# Mass dumbest



## Team BP (Feb 12, 2011)

My buddy is a service plumber in the area and he was at a house yesterday for a service call and spotted this.


----------



## Flyout95 (Apr 13, 2012)

Team BP said:


> My buddy is a service plumber in the area and he was at a house yesterday for a service call and spotted this.


Creative, functional, cost effective. 

I'm inspired.


----------



## plumbdrum (Nov 30, 2013)

Team BP said:


> My buddy is a service plumber in the area and he was at a house yesterday for a service call and spotted this.


Must be.
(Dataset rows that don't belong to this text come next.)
//! CP-020: Session event log, written as JSONL next to each role.

use crate::error::{ConvertError, Result};
use serde::{Deserialize, Serialize};
use std::io::Write;
use std::path::{Path, PathBuf};

/// Audit directory inside every written role.
pub const AUDIT_DIR: &str = ".cookport";

/// Something that happened during a session.
#[derive(Debug, Clone, PartialEq, Serialize, Deserialize)]
#[serde(tag = "event", rename_all = "snake_case")]
pub enum SessionEvent {
    SessionStarted {
        session: String,
        cookbook: String,
        declarations: usize,
        unresolved: usize,
        cookport_version: String,
    },
    PhaseEntered {
        phase: String,
        attempt: u32,
    },
    GenerationRetried {
        attempt: u32,
        retry: u32,
        error: String,
        delay_ms: u64,
    },
    GatewayRetried {
        attempt: u32,
        retry: u32,
        error: String,
        delay_ms: u64,
    },
    CandidateProduced {
        attempt: u32,
        files: usize,
        fingerprint: String,
    },
    ValidationFinished {
        attempt: u32,
        ok: bool,
        blocking: usize,
    },
    FeedbackIssued {
        attempt: u32,
        categories: Vec<String>,
        generic: bool,
    },
    SessionConcluded {
        outcome: String,
        attempts: usize,
    },
}

/// An event with its wall-clock time.
#[derive(Debug, Clone, PartialEq, Serialize, Deserialize)]
pub struct TimestampedEvent {
    pub ts: String,
    #[serde(flatten)]
    pub event: SessionEvent,
}

impl TimestampedEvent {
    pub fn now(event: SessionEvent) -> Self {
        Self {
            ts: now_iso8601(),
            event,
        }
    }
}

/// Current UTC time as `YYYY-MM-DDTHH:MM:SSZ`.
pub fn now_iso8601() -> String {
    use std::time::{SystemTime, UNIX_EPOCH};
    let secs = SystemTime::now()
        .duration_since(UNIX_EPOCH)
        .unwrap_or_default()
        .as_secs();
    format_utc(secs)
}

fn format_utc(secs: u64) -> String {
    let days = secs / 86400;
    let time_secs = secs % 86400;
    let (hours, minutes, seconds) = (time_secs / 3600, (time_secs % 3600) / 60, time_secs % 60);

    let mut year = 1970i64;
    let mut remaining = days as i64;
    loop {
        let year_days = if is_leap(year) { 366 } else { 365 };
        if remaining < year_days {
            break;
        }
        remaining -= year_days;
        year += 1;
    }
    let feb = if is_leap(year) { 29 } else { 28 };
    let month_days = [31, feb, 31, 30, 31, 30, 31, 31, 30, 31, 30, 31];
    let mut month = 12;
    for (i, &md) in month_days.iter().enumerate() {
        if remaining < md {
            month = i + 1;
            break;
        }
        remaining -= md;
    }

    format!(
        "{:04}-{:02}-{:02}T{:02}:{:02}:{:02}Z",
        year,
        month,
        remaining + 1,
        hours,
        minutes,
        seconds
    )
}

fn is_leap(y: i64) -> bool {
    (y % 4 == 0 && y % 100 != 0) || y % 400 == 0
}

/// Session id: `s-` plus 12 hex digits of the clock, salted with the cookbook
/// name so concurrent sessions started in the same tick differ.
pub fn generate_session_id(cookbook: &str) -> String {
    use std::time::{SystemTime, UNIX_EPOCH};
    let nanos = SystemTime::now()
        .duration_since(UNIX_EPOCH)
        .unwrap_or_default()
        .as_nanos();
    let salt = blake3::hash(cookbook.as_bytes());
    let salt = u64::from_le_bytes(
        salt.as_bytes()[..8]
            .try_into()
            .unwrap_or([0u8; 8]),
    );
    format!("s-{:012x}", ((nanos as u64) ^ salt) & 0xFFFF_FFFF_FFFF)
}

pub fn event_log_path(role_dir: &Path) -> PathBuf {
    role_dir.join(AUDIT_DIR).join("events.jsonl")
}

/// Append events to the role's log, creating it if needed.
pub fn append_events(role_dir: &Path, events: &[TimestampedEvent]) -> Result<()> {
    let path = event_log_path(role_dir);
    if let Some(parent) = path.parent() {
        std::fs::create_dir_all(parent).map_err(|e| ConvertError::io(parent, e))?;
    }
    let mut file = std::fs::OpenOptions::new()
        .create(true)
        .append(true)
        .open(&path)
        .map_err(|e| ConvertError::io(&path, e))?;
    for event in events {
        let json = serde_json::to_string(event)?;
        writeln!(file, "{}", json).map_err(|e| ConvertError::io(&path, e))?;
    }
    Ok(())
}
Home Depot costumer, not a Mass plumber

Sent from my iPhone using PlumbingZone


----------



## wyrickmech (Mar 16, 2013)

That's how people get hurt.


----------



## aero1 (Feb 13, 2009)

shame, they were so sloppy with the primer.


----------



## justme (Jul 4, 2012)

He should probably call the gas company and let them check it out and shut them off, just for safety reasons and his liability .


----------



## Redwood (Sep 8, 2008)

aero1 said:


> shame, they were so sloppy with the primer.


Sorry I was in a rush with no time to be neat.... :laughing:


----------



## plumbdrum (Nov 30, 2013)

Redwood said:


> Sorry I was in a rush with no time to be neat.... :laughing:


Did you pick your own order on your lunch brae at your "day" job?

Sent from my iPhone using PlumbingZone


----------



## dhal22 (Jul 30, 2010)

Well you know, I've seen air lines made out of pvc................

David


----------



## vinpadalino (Aug 27, 2010)

Not good at all..


----------



## SchmitzPlumbing (May 5, 2014)

i know its bad but, is pvc approved for gas piping where this is located? i doubt it but all of our codes are different. i would say copper is 100% better than this and i hate copper. i hope he didnt have to work on the water heater because he might be the bad guy (as others have said) and it might fall on him for not flagging it


----------



## plumbdrum (Nov 30, 2013)

SchmitzPlumbing said:


> i know its bad but, is pvc approved for gas piping where this is located? i doubt it but all of our codes are different. i would say copper is 100% better than this and i hate copper. i hope he didnt have to work on the water heater because he might be the bad guy (as others have said) and it might fall on him for not flagging it


Hell no, no PVC on gas in ma

Sent from my iPhone using PlumbingZone


----------



## Redwood (Sep 8, 2008)

dhal22 said:


> Well you know, I've seen air lines made out of pvc................
> 
> David


Thats some bad news as well...

I've seen a PVC Air Line that exploded and busted cement block nearby...

Should do wonders for skin....

I guess the question is what kind of explosion you would prefer to be around....


----------



## dhal22 (Jul 30, 2010)

Redwood said:


> Thats some bad news as well...
> 
> I've seen a PVC Air Line that exploded and busted cement block nearby...
> 
> ...


I agree, nothing I would do.

David


----------



## SchmitzPlumbing (May 5, 2014)

just because it is currently working, even if by chance it is code approved, it still does not make it right. we all know what is right and wrong and i would hope there is not an arguement on this one. :thumbsup: i hope this handyhack has his day and the occupants of this house dont lose their lives over getting a "better" deal. :no:


----------



## wyrickmech (Mar 16, 2013)

I seen where a contractor used PVC sch 40 for a gas line underground around a school once. That was a nice job 3 in sch 40 steel across the roof to replace it all.


----------



## Tommy plumber (Feb 19, 2010)

That's awful!


----------



## Best Darn Sewer (Dec 23, 2012)

Redwood said:


> Thats some bad news as well...
> 
> I've seen a PVC Air Line that exploded and busted cement block nearby...
> 
> ...


Yeah, here we're not even allowed to test PVC or any plastic line with air pressure. I've seen PVC air lines shatter, also. If that pipe sat in the sun too long...we know what can happen. I've seen a few PVC underground gas yard lines. It used to be legal in parts of south Texas. I don't think it is anymore and either way, I'd never use it.


----------



## wyrickmech (Mar 16, 2013)

Tommy plumber said:


> That's awful!


 that wasn't the worst part. The way we found it was we started to tap the sewer, well we thought it was the sewer. The had put them both in the same ditch the sewer was two feet deeper and it to was PVC-DWV. I can still see the look on the guys face when he cut that line it was quite funny afterwards.


----------



## Cajunhiker (Dec 14, 2009)

Have I seen worse? 

No. Never. That's bad.


----------



## Cal (Jun 17, 2008)

That is a catastrophe going to happen . Do the right thing and make some phone calls !


----------



## wyrickmech (Mar 16, 2013)

Cal said:


> That is a catastrophe going to happen . Do the right thing and make some phone calls !


we did


----------